Starting at the line that has "pub fn is_empty(&self)" and stopping after the line that has "in the job has", reproduce the listing below exactly; omit everything else.

### Record extracts
──────────────────────────────
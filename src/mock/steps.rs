//! Per-job mock step sets handed to a workflow engine.

use serde::{Deserialize, Serialize};
use std::collections::BTreeMap;

use crate::error::{FixtureError, Result};
use crate::workflow::WorkflowGraph;

use super::step::MockStep;

/// Mock steps keyed by job id as declared in the workflow.
///
/// # Example
///
/// ```
/// use workflow_fixtures::mock::{MockStep, MockSteps};
///
/// let mocks = MockSteps::new()
///     .with_job("validate", vec![MockStep::new("Checkout", "Checkout", Some("validate"), &[], &[])]);
///
/// assert_eq!(mocks.get("validate").map(|m| m.len()), Some(1));
/// ```
#[derive(Debug, Clone, Default, PartialEq, Eq, Serialize, Deserialize)]
#[serde(transparent)]
pub struct MockSteps {
    jobs: BTreeMap<String, Vec<MockStep>>,
}

impl MockSteps {
    /// Create an empty set.
    pub fn new() -> Self {
        Self::default()
    }

    /// Add mocks for a job, replacing any previous ones.
    pub fn with_job(mut self, job_id: impl Into<String>, steps: Vec<MockStep>) -> Self {
        self.insert(job_id, steps);
        self
    }

    /// Set the mocks for a job.
    pub fn insert(&mut self, job_id: impl Into<String>, steps: Vec<MockStep>) {
        self.jobs.insert(job_id.into(), steps);
    }

    /// Mocks for a job.
    pub fn get(&self, job_id: &str) -> Option<&[MockStep]> {
        self.jobs.get(job_id).map(Vec::as_slice)
    }

    /// Replace the mock with the same step name in a job.
    ///
    /// Returns `false` if the job has no mock with that name.
    pub fn replace(&mut self, job_id: &str, mock: MockStep) -> bool {
        let Some(steps) = self.jobs.get_mut(job_id) else {
            return false;
        };
        match steps.iter_mut().find(|m| m.name == mock.name) {
            Some(slot) => {
                *slot = mock;
                true
            }
            None => false,
        }
    }

    /// Iterate `(job_id, mocks)` in job id order.
    pub fn iter(&self) -> impl Iterator<Item = (&str, &[MockStep])> {
        self.jobs.iter().map(|(k, v)| (k.as_str(), v.as_slice()))
    }

    /// Number of jobs with mocks.
    pub fn len(&self) -> usize {
        self.jobs.len()
    }

    /// Whether no job has mocks.
    pub fn is_empty(&self) -> bool {
        self.jobs.is_empty()
    }

    /// Check every mock against the workflow it will run in.
    ///
    /// # Errors
    ///
    /// Returns `Configuration` if a job id is unknown, a mock's job id does
    /// not belong to the job it is listed under, or no step in the job has
    /// the mock's name (or `id:`).
    pub fn validate_against(&self, graph: &WorkflowGraph) -> Result<()> {
        for (job_id, mocks) in &self.jobs {
            let job = graph.job(job_id).ok_or_else(|| FixtureError::Configuration {
                message: format!(
                    "mock steps given for job '{}' which the workflow does not define",
                    job_id
                ),
            })?;

            for mock in mocks {
                if let Some(mock_job) = &mock.job_id {
                    if *mock_job != job_id.to_uppercase() {
                        return Err(FixtureError::Configuration {
                            message: format!(
                                "mock '{}' is tagged with job '{}' but listed under '{}'",
                                mock.name, mock_job, job_id
                            ),
                        });
                    }
                }
                if job.find_step(&mock.name, mock.id.as_deref()).is_none() {
                    return Err(FixtureError::Configuration {
                        message: format!("job '{}' has no step '{}'", job_id, mock.name),
                    });
                }
            }
        }
        Ok(())
    }
}

#[cfg(test)]
mod tests {
    use super::*;
    use crate::workflow::parse;

    fn graph() -> WorkflowGraph {
        parse(
            r#"
jobs:
  validate:
    steps:
      - name: Checkout
      - name: Validate
        id: validateActor
"#,
        )
        .unwrap()
    }

    fn checkout() -> MockStep {
        MockStep::new("Checkout", "Checkout", Some("validate"), &[], &[])
    }

    #[test]
    fn valid_mocks_pass() {
        let mocks = MockSteps::new().with_job(
            "validate",
            vec![
                checkout(),
                MockStep::new("renamed", "Validating", None, &[], &[]).with_id("validateActor"),
            ],
        );
        assert!(mocks.validate_against(&graph()).is_ok());
    }

    #[test]
    fn unknown_job_is_configuration_error() {
        let mocks = MockSteps::new().with_job("deploy", vec![checkout()]);
        let err = mocks.validate_against(&graph()).unwrap_err();
        assert!(err.is_configuration_error());
        assert!(err.to_string().contains("'deploy'"));
    }

    #[test]
    fn mismatched_job_tag_is_configuration_error() {
        let mocks = MockSteps::new().with_job(
            "validate",
            vec![MockStep::new("Checkout", "Checkout", Some("build"), &[], &[])],
        );
        let err = mocks.validate_against(&graph()).unwrap_err();
        assert!(err.to_string().contains("tagged with job 'BUILD'"));
    }

    #[test]
    fn unknown_step_is_configuration_error() {
        let mocks = MockSteps::new().with_job(
            "validate",
            vec![MockStep::new("Deploy", "Deploy", Some("validate"), &[], &[])],
        );
        let err = mocks.validate_against(&graph()).unwrap_err();
        assert!(err.to_string().contains("no step 'Deploy'"));
    }

    #[test]
    fn replace_swaps_mock_by_name() {
        let mut mocks = MockSteps::new().with_job("validate", vec![checkout()]);
        assert!(mocks.replace("validate", checkout().failing()));
        assert_eq!(mocks.get("validate").unwrap()[0].status, 1);
        assert!(!mocks.replace("validate", MockStep::new("Other", "x", None, &[], &[])));
        assert!(!mocks.replace("deploy", checkout()));
    }

    #[test]
    fn iterates_in_job_order() {
        let mocks = MockSteps::new()
            .with_job("b", vec![])
            .with_job("a", vec![checkout()]);
        let ids: Vec<&str> = mocks.iter().map(|(id, _)| id).collect();
        assert_eq!(ids, vec!["a", "b"]);
        assert_eq!(mocks.len(), 2);
    }
}
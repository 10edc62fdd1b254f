//! Step assertions for the `finishReleaseCycle` workflow.

use workflow_fixtures::assertion::{assert_steps, AssertionMismatch};
use workflow_fixtures::step::{ExecutionTrace, StepIdentity};

pub const NOT_A_TEAM_MEMBER_COMMENT: &str =
    "Sorry, only members of @Expensify/Mobile-Deployers can close deploy checklists.\nReopening!";

/// How the validate job is expected to have gone.
#[derive(Debug, Clone, Copy)]
pub struct Validation {
    pub did_execute: bool,
    pub is_team_member: bool,
    pub has_blockers: bool,
}

impl Validation {
    pub fn passed() -> Self {
        Self {
            did_execute: true,
            is_team_member: true,
            has_blockers: false,
        }
    }

    pub fn not_team_member() -> Self {
        Self {
            is_team_member: false,
            ..Self::passed()
        }
    }

    pub fn blocked() -> Self {
        Self {
            has_blockers: true,
            ..Self::passed()
        }
    }

    pub fn skipped() -> Self {
        Self {
            did_execute: false,
            ..Self::passed()
        }
    }
}

pub fn assert_validate_job_executed(
    trace: &ExecutionTrace,
    username: &str,
    issue_number: &str,
    expected: Validation,
) -> Result<(), AssertionMismatch> {
    let mut steps: Vec<StepIdentity> = vec![StepIdentity::new(
        "Validate actor is deployer",
        Some("VALIDATE"),
        "Validating if actor is deployer",
    )
    .with_inputs([
        ("GITHUB_TOKEN", "***"),
        ("username", username),
        ("team", "mobile-deployers"),
    ])];
    if expected.is_team_member {
        steps.push(
            StepIdentity::new(
                "Check for any deploy blockers",
                Some("VALIDATE"),
                "Checking for deploy blockers",
            )
            .with_inputs([("GITHUB_TOKEN", "***"), ("ISSUE_NUMBER", issue_number)]),
        );
    }
    assert_steps(trace, &steps, expected.did_execute)?;

    let not_team_member_steps = [StepIdentity::new(
        "Reopen and comment on issue (not a team member)",
        Some("VALIDATE"),
        "Reopening issue - not a team member",
    )
    .with_inputs([
        ("GITHUB_TOKEN", "***"),
        ("ISSUE_NUMBER", issue_number),
        ("COMMENT", NOT_A_TEAM_MEMBER_COMMENT),
    ])];
    assert_steps(
        trace,
        &not_team_member_steps,
        expected.did_execute && !expected.is_team_member,
    )?;

    let blocker_steps = [StepIdentity::new(
        "Reopen and comment on issue (has blockers)",
        Some("VALIDATE"),
        "Reopening issue - blockers",
    )
    .with_inputs([("GITHUB_TOKEN", "***"), ("ISSUE_NUMBER", issue_number)])];
    assert_steps(trace, &blocker_steps, expected.did_execute && expected.has_blockers)
}

pub fn assert_update_production_job_executed(
    trace: &ExecutionTrace,
    did_execute: bool,
) -> Result<(), AssertionMismatch> {
    let steps = [StepIdentity::new(
        "Update production branch",
        Some("UPDATEPRODUCTION"),
        "Updating production branch",
    )
    .with_inputs([
        ("TARGET_BRANCH", "production"),
        ("OS_BOTIFY_TOKEN", "***"),
        ("GPG_PASSPHRASE", "***"),
    ])];
    assert_steps(trace, &steps, did_execute)
}

pub fn assert_create_new_patch_version_job_executed(
    trace: &ExecutionTrace,
    did_execute: bool,
) -> Result<(), AssertionMismatch> {
    let steps = [StepIdentity::new(
        "Create new version",
        Some("CREATENEWPATCHVERSION"),
        "Creating new version",
    )
    .with_inputs([("SEMVER_LEVEL", "PATCH")])];
    assert_steps(trace, &steps, did_execute)
}

pub fn assert_create_new_staging_deploy_cash_job_executed(
    trace: &ExecutionTrace,
    new_version: &str,
    did_execute: bool,
    is_successful: bool,
) -> Result<(), AssertionMismatch> {
    let mut create = StepIdentity::new(
        "Create new StagingDeployCash",
        Some("CREATENEWSTAGINGDEPLOYCASH"),
        "Creating new StagingDeployCash",
    )
    .with_inputs([("GITHUB_TOKEN", "***"), ("NPM_VERSION", new_version)]);
    if !is_successful {
        create = create.failed();
    }

    let steps = [
        StepIdentity::new(
            "Update staging branch to trigger staging deploy",
            Some("CREATENEWSTAGINGDEPLOYCASH"),
            "Updating staging branch",
        )
        .with_inputs([
            ("TARGET_BRANCH", "staging"),
            ("OS_BOTIFY_TOKEN", "***"),
            ("GPG_PASSPHRASE", "***"),
        ]),
        StepIdentity::new(
            "Tag version",
            Some("CREATENEWSTAGINGDEPLOYCASH"),
            "Tagging version",
        ),
        create,
    ];
    assert_steps(trace, &steps, did_execute)?;

    let fail_steps = [StepIdentity::new(
        "Announce failed workflow in Slack",
        Some("CREATENEWSTAGINGDEPLOYCASH"),
        "Announcing failed workflow",
    )
    .with_inputs([("SLACK_WEBHOOK", "***")])];
    assert_steps(trace, &fail_steps, did_execute && !is_successful)
}
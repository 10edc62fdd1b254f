//! Command-line interface for the scaffold generator.
//!
//! - [`args`] - Argument definitions using clap derive macros
//! - [`commands`] - Command implementations

pub mod args;
pub mod commands;

pub use args::Cli;
pub use commands::{Command, CommandDispatcher, CommandResult, GenerateCommand};
//! Mock UI implementation for testing.
//!
//! `MockUI` implements [`UserInterface`] and captures every line so tests
//! can assert on what a command reported.

use super::UserInterface;

/// Captures UI interactions.
#[derive(Debug, Default)]
pub struct MockUI {
    messages: Vec<String>,
    successes: Vec<String>,
    warnings: Vec<String>,
    errors: Vec<String>,
}

impl MockUI {
    pub fn new() -> Self {
        Self::default()
    }

    pub fn messages(&self) -> &[String] {
        &self.messages
    }

    pub fn successes(&self) -> &[String] {
        &self.successes
    }

    pub fn warnings(&self) -> &[String] {
        &self.warnings
    }

    pub fn errors(&self) -> &[String] {
        &self.errors
    }

    /// Check whether any captured line of any kind contains `needle`.
    pub fn has_output(&self, needle: &str) -> bool {
        self.messages
            .iter()
            .chain(&self.successes)
            .chain(&self.warnings)
            .chain(&self.errors)
            .any(|line| line.contains(needle))
    }
}

impl UserInterface for MockUI {
    fn message(&mut self, msg: &str) {
        self.messages.push(msg.to_string());
    }

    fn success(&mut self, msg: &str) {
        self.successes.push(msg.to_string());
    }

    fn warning(&mut self, msg: &str) {
        self.warnings.push(msg.to_string());
    }

    fn error(&mut self, msg: &str) {
        self.errors.push(msg.to_string());
    }
}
──────────────────────────────
### Finished exercise
    pub fn is_empty(&self) -> bool {
        self.jobs.is_empty()
    }

    /// Check every mock against the workflow it will run in.
    ///
    /// # Errors
    ///
    /// Returns `Configuration` if a job id is unknown, a mock's job id does
    /// not belong to the job it is listed under, or no step in the job has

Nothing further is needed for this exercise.